(Dataset records)
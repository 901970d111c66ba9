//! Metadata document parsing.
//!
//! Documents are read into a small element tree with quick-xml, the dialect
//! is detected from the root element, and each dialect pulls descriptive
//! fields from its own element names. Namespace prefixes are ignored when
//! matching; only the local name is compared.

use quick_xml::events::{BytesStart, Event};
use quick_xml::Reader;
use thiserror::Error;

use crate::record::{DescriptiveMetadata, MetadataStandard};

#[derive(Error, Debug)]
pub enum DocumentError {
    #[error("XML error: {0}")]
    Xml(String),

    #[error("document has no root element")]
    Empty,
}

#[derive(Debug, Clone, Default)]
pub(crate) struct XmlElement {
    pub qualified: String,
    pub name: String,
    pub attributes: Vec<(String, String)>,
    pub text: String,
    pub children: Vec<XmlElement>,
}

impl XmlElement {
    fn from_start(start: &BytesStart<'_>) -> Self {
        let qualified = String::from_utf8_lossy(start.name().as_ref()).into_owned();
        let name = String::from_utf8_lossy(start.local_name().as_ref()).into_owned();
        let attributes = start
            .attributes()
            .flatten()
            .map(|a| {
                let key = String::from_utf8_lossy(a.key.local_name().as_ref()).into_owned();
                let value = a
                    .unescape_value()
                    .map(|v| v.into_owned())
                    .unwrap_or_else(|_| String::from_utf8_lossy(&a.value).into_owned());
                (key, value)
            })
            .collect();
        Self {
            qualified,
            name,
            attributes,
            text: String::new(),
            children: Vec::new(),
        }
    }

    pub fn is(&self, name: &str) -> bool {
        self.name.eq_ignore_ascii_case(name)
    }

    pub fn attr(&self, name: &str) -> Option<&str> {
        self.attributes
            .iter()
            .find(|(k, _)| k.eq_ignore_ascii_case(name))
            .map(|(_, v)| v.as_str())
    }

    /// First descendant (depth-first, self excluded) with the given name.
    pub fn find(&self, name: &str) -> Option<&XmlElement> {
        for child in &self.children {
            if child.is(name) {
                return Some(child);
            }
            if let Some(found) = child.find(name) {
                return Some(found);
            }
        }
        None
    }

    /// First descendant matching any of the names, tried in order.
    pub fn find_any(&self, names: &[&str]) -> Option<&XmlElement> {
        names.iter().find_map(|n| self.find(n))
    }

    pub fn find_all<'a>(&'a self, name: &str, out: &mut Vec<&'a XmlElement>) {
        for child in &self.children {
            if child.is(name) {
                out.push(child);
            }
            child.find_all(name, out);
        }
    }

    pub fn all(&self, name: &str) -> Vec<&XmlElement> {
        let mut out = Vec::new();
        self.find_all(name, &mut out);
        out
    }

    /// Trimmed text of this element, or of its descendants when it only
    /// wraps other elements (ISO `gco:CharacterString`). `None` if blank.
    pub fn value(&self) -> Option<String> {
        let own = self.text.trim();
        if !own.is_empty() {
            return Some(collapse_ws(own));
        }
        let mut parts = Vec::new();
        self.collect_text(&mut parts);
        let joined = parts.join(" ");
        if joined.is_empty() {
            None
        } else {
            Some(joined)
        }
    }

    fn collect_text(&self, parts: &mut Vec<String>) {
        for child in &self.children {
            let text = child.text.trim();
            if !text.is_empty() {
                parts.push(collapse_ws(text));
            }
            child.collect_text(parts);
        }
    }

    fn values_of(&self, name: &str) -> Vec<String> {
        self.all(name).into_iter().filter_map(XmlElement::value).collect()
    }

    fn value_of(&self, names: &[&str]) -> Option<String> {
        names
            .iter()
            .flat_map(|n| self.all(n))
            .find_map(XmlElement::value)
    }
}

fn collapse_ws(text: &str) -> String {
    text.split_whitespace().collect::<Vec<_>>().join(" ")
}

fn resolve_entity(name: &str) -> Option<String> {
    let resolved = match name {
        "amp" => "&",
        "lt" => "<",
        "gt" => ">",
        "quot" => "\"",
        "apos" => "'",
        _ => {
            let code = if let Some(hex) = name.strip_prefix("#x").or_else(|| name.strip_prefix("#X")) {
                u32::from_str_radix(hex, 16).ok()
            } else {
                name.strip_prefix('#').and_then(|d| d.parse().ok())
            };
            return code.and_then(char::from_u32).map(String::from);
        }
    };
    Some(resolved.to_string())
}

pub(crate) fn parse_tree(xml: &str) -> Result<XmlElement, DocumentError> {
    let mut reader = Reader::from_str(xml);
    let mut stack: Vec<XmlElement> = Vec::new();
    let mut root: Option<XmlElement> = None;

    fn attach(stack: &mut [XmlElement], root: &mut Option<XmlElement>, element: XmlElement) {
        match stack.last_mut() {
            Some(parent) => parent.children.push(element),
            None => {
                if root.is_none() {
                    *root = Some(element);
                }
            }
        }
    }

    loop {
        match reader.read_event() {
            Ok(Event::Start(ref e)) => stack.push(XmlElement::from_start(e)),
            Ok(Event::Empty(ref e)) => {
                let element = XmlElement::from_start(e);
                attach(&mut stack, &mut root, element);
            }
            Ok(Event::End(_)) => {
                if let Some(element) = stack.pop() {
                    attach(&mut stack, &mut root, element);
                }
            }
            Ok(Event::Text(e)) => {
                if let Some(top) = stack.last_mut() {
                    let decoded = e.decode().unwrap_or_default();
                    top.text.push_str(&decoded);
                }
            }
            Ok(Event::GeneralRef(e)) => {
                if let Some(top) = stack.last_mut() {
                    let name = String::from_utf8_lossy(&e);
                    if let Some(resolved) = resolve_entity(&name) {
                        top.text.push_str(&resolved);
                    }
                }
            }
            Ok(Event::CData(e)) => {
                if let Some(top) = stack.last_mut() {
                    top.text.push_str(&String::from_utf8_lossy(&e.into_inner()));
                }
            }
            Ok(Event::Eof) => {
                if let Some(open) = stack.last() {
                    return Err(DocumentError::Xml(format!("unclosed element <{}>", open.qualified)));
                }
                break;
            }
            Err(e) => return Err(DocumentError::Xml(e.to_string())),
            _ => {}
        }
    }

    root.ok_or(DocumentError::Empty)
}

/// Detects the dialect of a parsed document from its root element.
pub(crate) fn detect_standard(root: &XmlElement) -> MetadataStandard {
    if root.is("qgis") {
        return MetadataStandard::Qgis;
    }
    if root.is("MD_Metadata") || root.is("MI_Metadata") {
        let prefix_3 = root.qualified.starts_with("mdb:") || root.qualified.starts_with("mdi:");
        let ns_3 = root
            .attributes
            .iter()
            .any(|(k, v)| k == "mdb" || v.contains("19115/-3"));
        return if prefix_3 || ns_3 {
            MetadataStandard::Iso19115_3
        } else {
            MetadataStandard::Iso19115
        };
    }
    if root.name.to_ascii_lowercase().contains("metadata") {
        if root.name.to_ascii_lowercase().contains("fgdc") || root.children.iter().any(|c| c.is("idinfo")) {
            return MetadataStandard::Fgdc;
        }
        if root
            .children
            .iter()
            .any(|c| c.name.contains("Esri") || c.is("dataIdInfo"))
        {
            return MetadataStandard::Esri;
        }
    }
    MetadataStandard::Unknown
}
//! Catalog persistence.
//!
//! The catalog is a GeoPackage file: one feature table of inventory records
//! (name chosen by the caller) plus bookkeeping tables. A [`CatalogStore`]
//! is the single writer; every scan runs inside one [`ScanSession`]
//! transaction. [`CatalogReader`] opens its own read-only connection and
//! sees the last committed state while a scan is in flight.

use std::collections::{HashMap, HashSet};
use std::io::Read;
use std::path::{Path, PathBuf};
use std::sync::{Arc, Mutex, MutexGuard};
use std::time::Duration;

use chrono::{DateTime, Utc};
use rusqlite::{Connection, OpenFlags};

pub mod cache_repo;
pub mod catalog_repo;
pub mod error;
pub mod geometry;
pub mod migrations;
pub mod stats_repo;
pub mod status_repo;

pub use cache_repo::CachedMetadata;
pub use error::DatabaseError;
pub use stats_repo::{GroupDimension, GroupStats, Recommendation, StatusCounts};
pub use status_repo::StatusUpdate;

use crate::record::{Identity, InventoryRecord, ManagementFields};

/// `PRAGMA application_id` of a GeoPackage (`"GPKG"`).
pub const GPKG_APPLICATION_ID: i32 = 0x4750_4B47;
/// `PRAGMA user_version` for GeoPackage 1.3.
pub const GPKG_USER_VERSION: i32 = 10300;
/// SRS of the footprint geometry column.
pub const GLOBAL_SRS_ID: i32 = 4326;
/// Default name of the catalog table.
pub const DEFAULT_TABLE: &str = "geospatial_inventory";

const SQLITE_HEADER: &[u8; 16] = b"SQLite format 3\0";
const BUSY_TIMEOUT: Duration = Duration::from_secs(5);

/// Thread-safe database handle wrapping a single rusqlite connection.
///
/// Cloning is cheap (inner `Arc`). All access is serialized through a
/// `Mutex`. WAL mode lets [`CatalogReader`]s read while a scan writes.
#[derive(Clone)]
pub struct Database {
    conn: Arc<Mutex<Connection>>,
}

■ The problem ■
Give back, verbatim, the lines from the top of the entries above through the line containing "let attributes = start".

■ Exercise response ■
repository 901970d111c66ba9
//! Metadata document parsing.
//!
//! Documents are read into a small element tree with quick-xml, the dialect
//! is detected from the root element, and each dialect pulls descriptive
//! fields from its own element names. Namespace prefixes are ignored when
//! matching; only the local name is compared.

use quick_xml::events::{BytesStart, Event};
use quick_xml::Reader;
use thiserror::Error;

use crate::record::{DescriptiveMetadata, MetadataStandard};

#[derive(Error, Debug)]
pub enum DocumentError {
    #[error("XML error: {0}")]
    Xml(String),

    #[error("document has no root element")]
    Empty,
}

#[derive(Debug, Clone, Default)]
pub(crate) struct XmlElement {
    pub qualified: String,
    pub name: String,
    pub attributes: Vec<(String, String)>,
    pub text: String,
    pub children: Vec<XmlElement>,
}

impl XmlElement {
    fn from_start(start: &BytesStart<'_>) -> Self {
        let qualified = String::from_utf8_lossy(start.name().as_ref()).into_owned();
        let name = String::from_utf8_lossy(start.local_name().as_ref()).into_owned();
        let attributes = start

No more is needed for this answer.